Jakarta, Gatra.com - Tim Hukum dan Advokasi Gubernur Papua (THAGP) menyatakan, penahan terhadap Gubernur non aktif Papua Lukas Enembe yang sedang dalam keadaan sakit adalah bentuk pelanggaran hukum.
“Penahanan bukanlah keharusan ataupun kewajiban, begitu pun menempatkan tahanan di Rumah Tahanan Negara (Rutan) bukanlah suatu kewajiban,” kata anggota THAGP Petrus Bala Pattyona di Jakarta, Rabu (26/4) siang.
Hal tersebut ia katakan berdasarkan peristiwa pada saat Enembe ditahan oleh Komisi Pembarantasan Korupsi (KPK).
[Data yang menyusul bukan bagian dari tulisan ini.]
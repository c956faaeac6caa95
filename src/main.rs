use spikegraph::prelude::*;
use tracing::info;

fn main() {
    tracing_subscriber::fmt::init();

    let args: Vec<String> = std::env::args().collect();
    if args.iter().any(|a| a == "--help" || a == "-h" || a == "help") {
        print_help();
        return;
    }

    let neurons = flag_value(&args, "--neurons").unwrap_or(100_000);
    let ticks = flag_value(&args, "--ticks").unwrap_or(1_000_000);
    let seed = flag_value(&args, "--seed").unwrap_or(123);

    run_demo(neurons, ticks, seed);
}

fn flag_value(args: &[String], flag: &str) -> Option<u64> {
    let pos = args.iter().position(|a| a == flag)?;
    match args.get(pos + 1).map(|v| v.parse()) {
        Some(Ok(v)) => Some(v),
        _ => {
            eprintln!("{flag} needs a numeric value");
            std::process::exit(2);
        }
    }
}

/// Build a network over a preloaded read-only port and a blank read-write
/// port, run it for the requested budget, and dump what the scoring side
/// would see.
fn run_demo(neurons: u64, ticks: u64, seed: u64) {
    let ports = vec![
        BytePort::from_text("hello world!", PortAccess::Read, false),
        BytePort::new(12, PortAccess::ReadWrite, true),
    ];

    let cfg = NetworkConfig::with_size(neurons as usize).with_seed(seed);
    let mut network = match Network::new(cfg, ports) {
        Ok(net) => net,
        Err(err) => {
            eprintln!("cannot build network: {err}");
            std::process::exit(1);
        }
    };

    info!(
        neurons = network.neuron_count(),
        ticks,
        "network built, simulating"
    );
    network.simulate(ticks);

    let summary = serde_json::json!({
        "diagnostics": network.diagnostics(),
        "ports": (0..network.ports().len())
            .filter_map(|i| network.port_report(i))
            .collect::<Vec<_>>(),
    });
    match serde_json::to_string_pretty(&summary) {
        Ok(text) => println!("{text}"),
        Err(err) => eprintln!("cannot serialize summary: {err}"),
    }
}

fn print_help() {
    println!(
        "spikegraph demo

Builds a spiking network bound to a read-only port preloaded with
\"hello world!\" and a blank 12-byte read-write port, simulates it,
and prints the port reports and network diagnostics as JSON.

USAGE:
  spikegraph [--neurons N] [--ticks N] [--seed N]

OPTIONS:
  --neurons N   neurons before pruning (default 100000)
  --ticks N     simulation tick budget (default 1000000)
  --seed N      random seed (default 123)
  -h, --help    show this help"
    );
}
//! # spikegraph
//!
//! A discrete-event simulator for directed, weighted, delay-annotated
//! networks of spiking neurons, with byte-addressable I/O ports driven
//! entirely by spike-timing codes.
//!
//! A network never sees a raw byte: reads leave a port as a dual-pulse pair
//! whose tick offset encodes the value, and writes are derived from the tick
//! distance between two sampling neurons' most recent spikes. An evolutionary
//! host clones, mutates and scores whole networks against the port contents;
//! this crate is the core it drives.
//!
//! ## Quick Start
//!
//! ```
//! use spikegraph::prelude::*;
//!
//! let ports = vec![
//!     BytePort::from_text("hi", PortAccess::Read, false),
//!     BytePort::new(2, PortAccess::ReadWrite, true),
//! ];
//! let cfg = NetworkConfig::with_size(2_000).with_seed(42);
//!
//! let mut net = Network::new(cfg, ports).expect("network too sparse for ports");
//! net.simulate(50_000);
//!
//! let stats = net.diagnostics();
//! let output = net.port_report(1).expect("bound port");
//! assert!(output.write_coverage <= 1.0);
//! # let _ = stats;
//! ```
//!
//! ## Modules
//!
//! - [`network`]: arena-based neuron graph, topology builder, clone and mutate
//! - [`engine`]: tick-ordered spike scheduler and the port role protocol
//! - [`port`]: byte ports with cursor, access modes and coverage tracking
//! - [`prng`]: the deterministic random stream threaded through everything

#[path = "core/prng.rs"]
pub mod prng;

#[path = "core/port.rs"]
pub mod port;

#[path = "core/network.rs"]
pub mod network;

#[path = "core/engine.rs"]
pub mod engine;

/// Prelude module for convenient imports.
///
/// ```
/// use spikegraph::prelude::*;
/// ```
pub mod prelude {
    pub use crate::engine::{Spike, FIRING_THRESHOLD, FULL_CHARGE};
    pub use crate::network::{
        BuildError, Diagnostics, LeakConfig, Network, NetworkConfig, NeuronKind,
    };
    pub use crate::port::{BytePort, PortAccess, PortReport, PortRole};
    pub use crate::prng::Prng;
}
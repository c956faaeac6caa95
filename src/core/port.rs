//! Byte ports: fixed-size buffers the network touches only through
//! spike-timing codes.
//!
//! A port never hands the network a scalar byte. Reads leave the buffer as a
//! dual-pulse tick offset, writes arrive as a tick difference between two
//! sampling neurons. The port itself only knows about its byte array, a single
//! movable cursor and per-position access instrumentation.

#[cfg(feature = "serde")]
use serde::{Deserialize, Serialize};

/// What the network is allowed to do with a port.
#[derive(Debug, Clone, Copy, PartialEq, Eq)]
#[cfg_attr(feature = "serde", derive(Serialize, Deserialize))]
pub enum PortAccess {
    Read,
    Write,
    ReadWrite,
}

impl PortAccess {
    #[inline]
    pub fn allows_read(self) -> bool {
        matches!(self, PortAccess::Read | PortAccess::ReadWrite)
    }

    #[inline]
    pub fn allows_write(self) -> bool {
        matches!(self, PortAccess::Write | PortAccess::ReadWrite)
    }
}

/// The I/O behavior a role-bound neuron triggers when it fires.
///
/// Cursor movement that would leave the buffer simply does not happen; the
/// limit notifiers exist so the rest of the network can learn to observe that.
#[derive(Debug, Clone, Copy, PartialEq, Eq)]
#[cfg_attr(feature = "serde", derive(Serialize, Deserialize))]
pub enum PortRole {
    /// Reads the byte under the cursor and emits it as a dual-pulse pair.
    CursorRead,
    /// Derives a byte from the sampling pair's spike timing and writes it.
    CursorWrite,
    /// Carries the dual-pulse pair out into the network. Passive target.
    CursorReadOutput,
    /// Sampled by `CursorWrite`; only its last-spike tick matters.
    CursorWriteInputA,
    /// Second half of the sampling pair.
    CursorWriteInputB,
    /// Advances the cursor one byte, saturating at the end.
    CursorIncrementer,
    /// Retreats the cursor one byte, saturating at zero.
    CursorDecrementer,
    /// Receives spikes when the cursor is driven; passive target.
    CursorMaxLimitNotifier,
    /// Receives spikes when the cursor is driven; passive target.
    CursorMinLimitNotifier,
}

/// A byte buffer with one movable cursor, bound to role neurons at network
/// construction time.
#[derive(Debug, Clone)]
pub struct BytePort {
    bytes: Vec<u8>,
    access: PortAccess,
    clear_on_clone: bool,

    cursor: usize,
    read_counts: Vec<u32>,
    write_counts: Vec<u32>,
    first_read_tick: Option<u64>,
    first_write_tick: Option<u64>,
    final_read_tick: Option<u64>,
}

/// Per-port numbers handed to the scoring side after a run.
#[derive(Debug, Clone)]
#[cfg_attr(feature = "serde", derive(Serialize, Deserialize))]
pub struct PortReport {
    pub len: usize,
    pub bytes: Vec<u8>,
    pub read_coverage: f32,
    pub write_coverage: f32,
    pub first_read_tick: Option<u64>,
    pub first_write_tick: Option<u64>,
    pub final_read_tick: Option<u64>,
}

impl BytePort {
    /// An all-zero port of `size` bytes.
    pub fn new(size: usize, access: PortAccess, clear_on_clone: bool) -> Self {
        Self::from_bytes(vec![0; size], access, clear_on_clone)
    }

    /// A port preloaded with the UTF-8 bytes of `content`.
    pub fn from_text(content: &str, access: PortAccess, clear_on_clone: bool) -> Self {
        Self::from_bytes(content.as_bytes().to_vec(), access, clear_on_clone)
    }

    /// A port preloaded with `content`.
    pub fn from_bytes(content: Vec<u8>, access: PortAccess, clear_on_clone: bool) -> Self {
        let len = content.len();
        Self {
            bytes: content,
            access,
            clear_on_clone,
            cursor: 0,
            read_counts: vec![0; len],
            write_counts: vec![0; len],
            first_read_tick: None,
            first_write_tick: None,
            final_read_tick: None,
        }
    }

    pub fn len(&self) -> usize {
        self.bytes.len()
    }

    pub fn is_empty(&self) -> bool {
        self.bytes.is_empty()
    }

    pub fn bytes(&self) -> &[u8] {
        &self.bytes
    }

    pub fn access(&self) -> PortAccess {
        self.access
    }

    pub fn clear_on_clone(&self) -> bool {
        self.clear_on_clone
    }

    pub fn cursor(&self) -> usize {
        self.cursor
    }

    pub fn first_read_tick(&self) -> Option<u64> {
        self.first_read_tick
    }

    pub fn first_write_tick(&self) -> Option<u64> {
        self.first_write_tick
    }

    /// Tick at which every position had been read at least once.
    pub fn final_read_tick(&self) -> Option<u64> {
        self.final_read_tick
    }

    /// Zero the content. Instrumentation is left alone.
    pub fn clear(&mut self) {
        self.bytes.fill(0);
    }

    /// Advance the cursor. Returns false when already at the last position.
    pub fn increment_cursor(&mut self) -> bool {
        if self.cursor + 1 < self.bytes.len() {
            self.cursor += 1;
            true
        } else {
            false
        }
    }

    /// Retreat the cursor. Returns false when already at zero.
    pub fn decrement_cursor(&mut self) -> bool {
        if self.cursor > 0 {
            self.cursor -= 1;
            true
        } else {
            false
        }
    }

    /// Read the byte under the cursor at tick `t`.
    ///
    /// On a write-only port this is a no-op returning `None`; the read counter
    /// is not touched.
    pub fn read_at_cursor(&mut self, t: u64) -> Option<u8> {
        if !self.access.allows_read() {
            return None;
        }

        self.read_counts[self.cursor] += 1;

        if self.first_read_tick.is_none() {
            self.first_read_tick = Some(t);
        }
        if self.final_read_tick.is_none() && self.read_counts.iter().all(|&c| c > 0) {
            self.final_read_tick = Some(t);
        }

        Some(self.bytes[self.cursor])
    }

    /// Write `value` under the cursor at tick `t`.
    ///
    /// On a read-only port this is a silent no-op; the write counter is not
    /// touched.
    pub fn write_at_cursor(&mut self, t: u64, value: u8) {
        if !self.access.allows_write() {
            return;
        }

        self.write_counts[self.cursor] += 1;

        if self.first_write_tick.is_none() {
            self.first_write_tick = Some(t);
        }

        self.bytes[self.cursor] = value;
    }

    /// Fraction of positions read at least once.
    pub fn read_coverage_ratio(&self) -> f32 {
        coverage(&self.read_counts)
    }

    /// Fraction of positions written at least once.
    pub fn write_coverage_ratio(&self) -> f32 {
        coverage(&self.write_counts)
    }

    pub fn report(&self) -> PortReport {
        PortReport {
            len: self.bytes.len(),
            bytes: self.bytes.clone(),
            read_coverage: self.read_coverage_ratio(),
            write_coverage: self.write_coverage_ratio(),
            first_read_tick: self.first_read_tick,
            first_write_tick: self.first_write_tick,
            final_read_tick: self.final_read_tick,
        }
    }

    /// Copy for a cloned network: same shape and access, fresh cursor and
    /// instrumentation. Content is zeroed when `clear_on_clone` is set,
    /// duplicated byte-for-byte otherwise.
    pub(crate) fn cloned_for_spawn(&self) -> BytePort {
        let bytes = if self.clear_on_clone {
            vec![0; self.bytes.len()]
        } else {
            self.bytes.clone()
        };
        BytePort::from_bytes(bytes, self.access, self.clear_on_clone)
    }
}

fn coverage(counts: &[u32]) -> f32 {
    if counts.is_empty() {
        return 1.0;
    }
    let touched = counts.iter().filter(|&&c| c > 0).count();
    touched as f32 / counts.len() as f32
}
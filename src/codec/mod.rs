// Wire-format decoders shared by the coercer
pub mod binary;
pub mod text;

pub use binary::{ArrayDimension, BinaryArray, BinaryDecoder, BinaryField};
pub use text::TextDecoder;
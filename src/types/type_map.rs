use std::collections::HashMap;
use std::fmt;
use std::str::FromStr;
use std::sync::Arc;
use tracing::debug;

use crate::types::{CustomObject, CustomValue, RawScalar, Record};

type TextFactory = Arc<dyn Fn(&str) -> Result<CustomValue, String> + Send + Sync>;
type BinaryFactory = Arc<dyn Fn(&[u8]) -> Result<CustomValue, String> + Send + Sync>;
type RawFactory = Arc<dyn Fn(&RawScalar) -> Result<CustomValue, String> + Send + Sync>;
type RecordFactory = Arc<dyn Fn(&Record) -> Result<CustomValue, String> + Send + Sync>;

/// How a target type builds itself from a single scalar value
#[derive(Clone)]
pub(crate) enum ScalarConstructor {
    /// From the canonical text representation. Binary payloads of built-in
    /// types are rendered to text first.
    Text(TextFactory),
    /// From the binary wire representation only
    Binary(BinaryFactory),
    /// From the payload in whichever format it arrived
    Raw(RawFactory),
}

#[derive(Clone)]
pub(crate) struct RecordConstructor {
    pub(crate) arity: usize,
    pub(crate) build: RecordFactory,
}

/// Types that can be assembled from a coerced composite, in field order
pub trait FromRecord: CustomObject + Sized {
    /// Number of fields the constructor takes
    const ARITY: usize;

    fn from_record(record: &Record) -> Result<Self, String>;
}

/// A caller-selected host type: a name plus the construction paths it offers.
///
/// Factories return plain Rust values; the registry tags them with the
/// target name so results stay comparable.
#[derive(Clone)]
pub struct TargetType {
    name: Arc<str>,
    scalar: Option<ScalarConstructor>,
    record: Option<RecordConstructor>,
}

impl TargetType {
    /// Target built through `FromStr` on the canonical text representation,
    /// the single-argument constructor most host types already have.
    pub fn from_text<T>(name: impl Into<Arc<str>>) -> Self
    where
        T: FromStr + CustomObject,
        T::Err: fmt::Display,
    {
        Self::text(name, |s: &str| s.parse::<T>().map_err(|e| e.to_string()))
    }

    pub fn text<T, F>(name: impl Into<Arc<str>>, factory: F) -> Self
    where
        T: CustomObject,
        F: Fn(&str) -> Result<T, String> + Send + Sync + 'static,
    {
        let name = name.into();
        let target = Arc::clone(&name);
        Self {
            name,
            scalar: Some(ScalarConstructor::Text(Arc::new(move |s| {
                factory(s).map(|object| CustomValue::new(Arc::clone(&target), object))
            }))),
            record: None,
        }
    }

    pub fn binary<T, F>(name: impl Into<Arc<str>>, factory: F) -> Self
    where
        T: CustomObject,
        F: Fn(&[u8]) -> Result<T, String> + Send + Sync + 'static,
    {
        let name = name.into();
        let target = Arc::clone(&name);
        Self {
            name,
            scalar: Some(ScalarConstructor::Binary(Arc::new(move |bytes| {
                factory(bytes).map(|object| CustomValue::new(Arc::clone(&target), object))
            }))),
            record: None,
        }
    }

    pub fn raw<T, F>(name: impl Into<Arc<str>>, factory: F) -> Self
    where
        T: CustomObject,
        F: Fn(&RawScalar) -> Result<T, String> + Send + Sync + 'static,
    {
        let name = name.into();
        let target = Arc::clone(&name);
        Self {
            name,
            scalar: Some(ScalarConstructor::Raw(Arc::new(move |raw| {
                factory(raw).map(|object| CustomValue::new(Arc::clone(&target), object))
            }))),
            record: None,
        }
    }

    /// Target assembled from a composite's coerced fields. `arity` is the
    /// field count the constructor accepts.
    pub fn record<T, F>(name: impl Into<Arc<str>>, arity: usize, factory: F) -> Self
    where
        T: CustomObject,
        F: Fn(&Record) -> Result<T, String> + Send + Sync + 'static,
    {
        let name = name.into();
        let target = Arc::clone(&name);
        Self {
            name,
            scalar: None,
            record: Some(RecordConstructor {
                arity,
                build: Arc::new(move |record| {
                    factory(record).map(|object| CustomValue::new(Arc::clone(&target), object))
                }),
            }),
        }
    }

    pub fn from_record<T: FromRecord>(name: impl Into<Arc<str>>) -> Self {
        Self::record(name, T::ARITY, T::from_record)
    }

    pub fn name(&self) -> &str {
        &self.name
    }

    pub fn has_scalar_constructor(&self) -> bool {
        self.scalar.is_some()
    }

    /// Field count accepted by the record constructor, if there is one
    pub fn record_arity(&self) -> Option<usize> {
        self.record.as_ref().map(|r| r.arity)
    }

    pub(crate) fn scalar_constructor(&self) -> Option<&ScalarConstructor> {
        self.scalar.as_ref()
    }

    pub(crate) fn record_constructor(&self) -> Option<&RecordConstructor> {
        self.record.as_ref()
    }
}

impl fmt::Debug for TargetType {
    fn fmt(&self, f: &mut fmt::Formatter<'_>) -> fmt::Result {
        let scalar = self.scalar.as_ref().map(|c| match c {
            ScalarConstructor::Text(_) => "text",
            ScalarConstructor::Binary(_) => "binary",
            ScalarConstructor::Raw(_) => "raw",
        });
        f.debug_struct("TargetType")
            .field("name", &self.name)
            .field("scalar", &scalar)
            .field("record_arity", &self.record_arity())
            .finish()
    }
}

/// Caller-supplied overrides from database type name to target type.
///
/// Keys are canonical type names and lookups are case-sensitive. A map is
/// read-only while a coercion runs and the same map applies at every nesting
/// level of the value being coerced.
#[derive(Clone, Default, Debug)]
pub struct TypeMap {
    entries: HashMap<String, TargetType>,
}

impl TypeMap {
    pub fn new() -> Self {
        Self::default()
    }

    /// Builder-style insert
    pub fn with(mut self, type_name: impl Into<String>, target: TargetType) -> Self {
        self.insert(type_name, target);
        self
    }

    /// Map `type_name` to `target`, returning the mapping it replaced.
    /// A name never maps to more than one target.
    pub fn insert(&mut self, type_name: impl Into<String>, target: TargetType) -> Option<TargetType> {
        let type_name = type_name.into();
        let previous = self.entries.insert(type_name.clone(), target);
        if let Some(previous) = &previous {
            debug!("Type map entry for {} replaced (was {})", type_name, previous.name());
        }
        previous
    }

    pub fn remove(&mut self, type_name: &str) -> Option<TargetType> {
        self.entries.remove(type_name)
    }

    /// The override for a database type name, if the caller supplied one
    pub fn resolve(&self, type_name: &str) -> Option<&TargetType> {
        self.entries.get(type_name)
    }

    pub fn len(&self) -> usize {
        self.entries.len()
    }

    pub fn is_empty(&self) -> bool {
        self.entries.is_empty()
    }

    /// Mapped type names, sorted
    pub fn names(&self) -> Vec<&str> {
        let mut names: Vec<&str> = self.entries.keys().map(String::as_str).collect();
        names.sort_unstable();
        names
    }

    /// The map to use for array elements and composite fields: this one,
    /// unchanged. Overrides are keyed by type name, not by position.
    pub fn nested(&self) -> &TypeMap {
        self
    }

    /// Pick the map for one call. A map passed with the call replaces the
    /// session's map entirely; without one the session map applies.
    pub fn effective<'a>(call: Option<&'a TypeMap>, session: &'a TypeMap) -> &'a TypeMap {
        call.unwrap_or(session)
    }
}

impl<S: Into<String>> FromIterator<(S, TargetType)> for TypeMap {
    fn from_iter<I: IntoIterator<Item = (S, TargetType)>>(iter: I) -> Self {
        let mut map = TypeMap::new();
        map.extend(iter);
        map
    }
}

impl<S: Into<String>> Extend<(S, TargetType)> for TypeMap {
    fn extend<I: IntoIterator<Item = (S, TargetType)>>(&mut self, iter: I) {
        for (type_name, target) in iter {
            self.insert(type_name, target);
        }
    }
}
Saat itu mantan orang nomor satu di Papua tersebut sedang dalam kondisi sakit keras.
“Bahwa tindakan KPK dengan menempatkan Bapak Lukas Enembe yang berada dalam keadaan sakit keras dalam tahanan Rutan, sedangkan diketahuinya Rutan tidak memiliki fasilitas kesehatan yang memadai,” ujar Petrus.
Menurutnya, fungsi Rutan harusnya sesuai dengan ketentuan yang tertulis di dalam Pasal 21 KUHAP yang menekankan penempatan tahanan di rutan yakni karena adanya keadaan yang menimbulkan kekhawatiran. Kekhawatiran tersebut adalah penalaran yang wajar dan terukur, jika tersangka atau terdakwa berpotensi akan melarikan diri, merusak atau menghilangkan barang bukti dan/atau mengulangi tindak pidana.
“Dan oleh karenanya Surat Perintah Penahanan yang diterbitkan oleh KPK adalah tidak sah,” tegas Petrus.
Sebelumnya, sidang gugatan praperadilan Gubernur non aktif Papua Lukas Enembe kembali dilanjutkan pada Rabu (26/4) siang di Pengadilan Negeri Jakarta Selatan. Dalam sidang tersebut THAGP menyampaikan bahwa secara nyata terdapat kecacatan dalam proses pemeriksaan yang dilakukan KPK terhadap Enembe.